Using real-time PCR, we showed that the mutated splice variants are present at a lower level than the native transcripts. Mutant transcripts containing premature termination codons may be detected and degraded by NMD, a ubiquitous process in eukaryotic cells. NMD has previously been reported to be a result of splice site mutations [16]. However, the inclusion of the NMD inhibitor, cycloheximide, failed to alter the relative transcript frequencies as measured by real-time PCR. This suggests that the reduction of the mutant transcript frequency is unlikely to be due to NMD. It is possible that the mutated mRNAs represent minor splice products, but it is more likely that their stability is compromised by other mechanisms. Mutations that induce conformational changes in the tertiary structure of dopamine receptor mRNA transcripts have recently been demonstrated to decrease the stability of the transcripts in vivo [22].

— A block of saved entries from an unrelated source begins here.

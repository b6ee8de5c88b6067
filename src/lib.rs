//! # Golf Flight
//!
//! Golf ball flight, bounce and roll simulation from launch-monitor data.
//!
//! ```no_run
//! use golf_flight::{simulate, AtmosphericConditions, LaunchParameters};
//!
//! let launch = LaunchParameters::new(171.0, 10.4, 0.0, 2545.0, 0.0);
//! let shot = simulate(launch, AtmosphericConditions::standard());
//! println!("carry {:.1} yd, total {:.1} yd", shot.carry_yards, shot.total_yards);
//! ```

// Re-export the main types and functions
pub use aerodynamics::{compute_forces, AeroCoefficients, AeroForces};
pub use atmosphere::{compute_air_density, AtmosphericConditions};
pub use config::SimulationConfig;
pub use dispersion::{simulate_dispersion, DispersedShot, DispersionParams, DispersionSummary};
pub use error::{FlightError, Result};
pub use ground::{resolve_ground_contact, GroundCoefficients, GroundContact, GroundOutcome};
pub use presets::{LaunchWindow, ShotPreset};
pub use simulator::{simulate, simulate_with_config, BallState, FlightSimulator, LaunchParameters, ShotResult};
pub use spin_decay::{decayed_spin, SpinDecayParameters, SpinState};
pub use trajectory::{Phase, Trajectory, TrajectoryPoint, TrajectorySampler};

// Module declarations
pub mod aerodynamics;
pub mod atmosphere;
pub mod config;
pub mod constants;
pub mod dispersion;
pub mod error;
pub mod ground;
pub mod presets;
pub mod simulator;
pub mod spin_decay;
pub mod trajectory;
pub mod units;
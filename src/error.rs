//! Error types for golf-flight.
//!
//! Flight physics itself is infallible; errors only surface when building a
//! configuration or a dispersion batch.

use thiserror::Error;

#[derive(Debug, Error)]
pub enum FlightError {
    #[error("JSON parse error: {0}")]
    Json(#[from] serde_json::Error),

    #[error("Invalid configuration: {0}")]
    InvalidConfig(String),

    #[error("Invalid dispersion parameters: {0}")]
    InvalidDispersion(String),
}

pub type Result<T> = std::result::Result<T, FlightError>;
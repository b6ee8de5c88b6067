//! Trajectory points, motion phases and playback.
//!
//! The integrator runs at a millisecond step but callers animate or plot at a
//! much coarser rate, so points are thinned through `TrajectorySampler` and
//! read back through the `Trajectory` trait.

use nalgebra::Vector3;
use serde::{Deserialize, Serialize};

/// Motion phase of the ball
#[derive(Debug, Clone, Copy, PartialEq, Eq, Hash, Serialize, Deserialize)]
pub enum Phase {
    Flight,
    Bounce,
    Rolling,
    Stopped,
}

impl Phase {
    /// Whether moving from `self` to `next` is a legal phase change.
    ///
    /// Flight may only end in a bounce, except for the safety abort that
    /// forces a runaway flight straight to Stopped. Stopped is terminal.
    pub fn can_transition_to(self, next: Phase) -> bool {
        use Phase::*;
        matches!(
            (self, next),
            (Flight, Flight)
                | (Flight, Bounce)
                | (Flight, Stopped)
                | (Bounce, Bounce)
                | (Bounce, Rolling)
                | (Bounce, Stopped)
                | (Rolling, Rolling)
                | (Rolling, Stopped)
        )
    }

    pub fn is_grounded(self) -> bool {
        !matches!(self, Phase::Flight)
    }

    pub fn as_str(&self) -> &'static str {
        match self {
            Phase::Flight => "flight",
            Phase::Bounce => "bounce",
            Phase::Rolling => "rolling",
            Phase::Stopped => "stopped",
        }
    }
}

impl std::fmt::Display for Phase {
    fn fmt(&self, f: &mut std::fmt::Formatter<'_>) -> std::fmt::Result {
        write!(f, "{}", self.as_str())
    }
}

/// Single sampled trajectory point (time s, position m, phase)
#[derive(Debug, Clone, Copy, PartialEq, Serialize, Deserialize)]
pub struct TrajectoryPoint {
    pub time: f64,
    pub position: Vector3<f64>,
    pub phase: Phase,
}

impl TrajectoryPoint {
    pub fn new(time: f64, position: Vector3<f64>, phase: Phase) -> Self {
        Self {
            time,
            position,
            phase,
        }
    }
}

/// Retains one point per fixed time interval out of a much finer
/// integration stream, plus any point pushed explicitly (phase changes).
#[derive(Debug, Clone)]
pub struct TrajectorySampler {
    interval: f64,
    next_sample_time: f64,
    points: Vec<TrajectoryPoint>,
}

impl TrajectorySampler {
    /// Sampling interval below 1 ms is raised to 1 ms
    pub fn new(interval: f64) -> Self {
        let interval = if interval.is_finite() { interval.max(0.001) } else { 0.001 };
        Self {
            interval,
            next_sample_time: 0.0,
            points: Vec::new(),
        }
    }

    pub fn interval(&self) -> f64 {
        self.interval
    }

    /// Offer a point; kept only when its sample slot has come due.
    pub fn offer(&mut self, point: TrajectoryPoint) {
        if point.time + 1e-12 >= self.next_sample_time {
            self.push(point);
        }
    }

    /// Always keep this point and restart the sample clock from it.
    pub fn push(&mut self, point: TrajectoryPoint) {
        if let Some(last) = self.points.last() {
            debug_assert!(
                point.time >= last.time,
                "trajectory time went backwards: {} -> {}",
                last.time,
                point.time
            );
            debug_assert!(
                last.phase.can_transition_to(point.phase),
                "illegal phase change {} -> {}",
                last.phase,
                point.phase
            );
        }
        self.next_sample_time = point.time + self.interval;
        self.points.push(point);
    }

    pub fn extend(&mut self, points: impl IntoIterator<Item = TrajectoryPoint>) {
        for point in points {
            self.push(point);
        }
    }

    pub fn into_points(self) -> Vec<TrajectoryPoint> {
        self.points
    }
}

/// Read-only playback helpers over a sampled trajectory
pub trait Trajectory {
    /// Position at time `t`, linearly interpolated and clamped to the ends
    fn position_at(&self, t: f64) -> Option<Vector3<f64>>;

    /// Highest point of the trajectory
    fn apex(&self) -> Option<&TrajectoryPoint>;

    /// First point that is no longer in flight
    fn landing_point(&self) -> Option<&TrajectoryPoint>;

    /// Time of the last point
    fn duration(&self) -> f64;
}

impl Trajectory for [TrajectoryPoint] {
    fn position_at(&self, t: f64) -> Option<Vector3<f64>> {
        let first = self.first()?;
        let last = self.last()?;

        if t <= first.time {
            return Some(first.position);
        }
        if t >= last.time {
            return Some(last.position);
        }

        // Binary search for the correct interval
        let mut left = 0;
        let mut right = self.len() - 1;

        while right - left > 1 {
            let mid = (left + right) / 2;
            if self[mid].time <= t {
                left = mid;
            } else {
                right = mid;
            }
        }

        let p1 = &self[left];
        let p2 = &self[right];
        let span = p2.time - p1.time;
        if span.abs() < f64::EPSILON {
            return Some(p1.position);
        }

        let alpha = (t - p1.time) / span;
        Some(p1.position + (p2.position - p1.position) * alpha)
    }

    fn apex(&self) -> Option<&TrajectoryPoint> {
        self.iter()
            .max_by(|a, b| a.position.y.total_cmp(&b.position.y))
    }

    fn landing_point(&self) -> Option<&TrajectoryPoint> {
        self.iter().find(|p| p.phase.is_grounded())
    }

    fn duration(&self) -> f64 {
        self.last().map(|p| p.time).unwrap_or(0.0)
    }
}
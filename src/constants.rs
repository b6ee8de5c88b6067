/// Physical constants used in golf ball flight calculations

/// Gravitational acceleration in m/s²
pub const G_ACCEL_MPS2: f64 = 9.80665;

/// Golf ball mass in kg
///
/// Value: 0.04593 kg (1.620 oz)
/// Source: USGA/R&A Rules of Golf, Appendix III (maximum permitted mass).
/// Tour balls sit right at the limit, so the limit is used as the nominal mass.
pub const BALL_MASS_KG: f64 = 0.04593;

/// Golf ball radius in meters
///
/// Value: 0.021335 m (1.680 in diameter / 2)
/// Source: USGA/R&A Rules of Golf, Appendix III (minimum permitted diameter).
pub const BALL_RADIUS_M: f64 = 0.021335;

/// Ball cross-sectional (reference) area in m², π·r²
pub const BALL_CROSS_SECTION_M2: f64 =
    std::f64::consts::PI * BALL_RADIUS_M * BALL_RADIUS_M;

/// Reference air density for the standard day (70°F, sea level, 50% RH), kg/m³
pub const STANDARD_AIR_DENSITY: f64 = 1.194;

/// ISA sea level pressure in Pa
pub const SEA_LEVEL_PRESSURE_PA: f64 = 101_325.0;

/// Specific gas constant for dry air (J/(kg·K))
pub const R_DRY_AIR: f64 = 287.05;

/// Specific gas constant for water vapor (J/(kg·K))
pub const R_WATER_VAPOR: f64 = 461.495;

/// Offset between Celsius and Kelvin
pub const KELVIN_OFFSET: f64 = 273.15;

// Standard day defaults used when the caller does not specify conditions

/// Standard day temperature (°F)
pub const STANDARD_TEMPERATURE_F: f64 = 70.0;

/// Standard day elevation (ft)
pub const STANDARD_ELEVATION_FT: f64 = 0.0;

/// Standard day relative humidity (%)
pub const STANDARD_HUMIDITY_PCT: f64 = 50.0;

// Numerical stability constants

/// Minimum threshold for velocity magnitude to avoid division by zero
pub const MIN_VELOCITY_THRESHOLD: f64 = 1e-6;

/// Minimum threshold for spin magnitude (rad/s) below which lift is skipped
pub const MIN_SPIN_THRESHOLD: f64 = 1e-9;

/// Minimum threshold for preventing division by zero in general calculations
pub const MIN_DIVISION_THRESHOLD: f64 = 1e-12;

// Integration defaults

/// Fixed RK4 integration step (s)
///
/// Value: 1 ms
/// Carry and apex converge to well under 0.1 yd between 1 ms and 5 ms for
/// every reference shot, so 1 ms leaves the whole validation tolerance to the
/// aerodynamic fit rather than to the integrator.
pub const DEFAULT_TIME_STEP: f64 = 0.001;

/// Finest accepted integration step (s)
pub const MIN_TIME_STEP: f64 = 1e-4;

/// Coarsest accepted integration step (s)
pub const MAX_TIME_STEP: f64 = 0.005;

/// Interval between retained trajectory samples (s), 50 Hz playback
pub const DEFAULT_SAMPLE_INTERVAL: f64 = 0.02;

/// Hard cap on simulated flight time (s)
///
/// Even a 200 mph / 45° / 15000 rpm balloon lands in about 11 s.
pub const MAX_FLIGHT_TIME: f64 = 30.0;

/// Hard cap on RK4 steps per flight, whatever the configured step and time cap
///
/// Covers the full flight cap at the finest accepted step three times over.
pub const MAX_ITERATIONS: usize = 1_000_000;

/// Hard cap on simulated bounce + roll time (s)
pub const MAX_GROUND_TIME: f64 = 60.0;

// Input domains for clamping degenerate launch data

/// Maximum accepted ball speed (mph)
pub const MAX_BALL_SPEED_MPH: f64 = 250.0;

/// Maximum accepted vertical launch angle (degrees)
pub const MAX_LAUNCH_ANGLE_DEG: f64 = 89.0;

/// Maximum accepted |azimuth| (degrees)
pub const MAX_AZIMUTH_DEG: f64 = 45.0;

/// Maximum accepted |spin| per component (rpm)
pub const MAX_SPIN_RPM: f64 = 20_000.0;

The presence of ectopic transcripts in lymphoblastoid cell lines has allowed examination of mRNA splicing mechanisms in human genes where studies of mRNA expression are limited by the expression profile. Using this technology we have been able to demonstrate the effects of two HNF-1β mutations, IVS2nt+2insT and IVS2nt+1G>T, on RNA splicing. The consequences of mutations that affect mRNA processing are difficult to predict from the genomic DNA structure alone. It is therefore important to conduct studies at the mRNA level. This type of analysis may elucidate the molecular mechanisms of splice site mutations and aid confirmation of their pathogenic status. Although we believe that the analysis of ectopic transcripts provides a good model for tissues with legitimate HNF-1β expression, there can be no final proof of this until such tissues become available.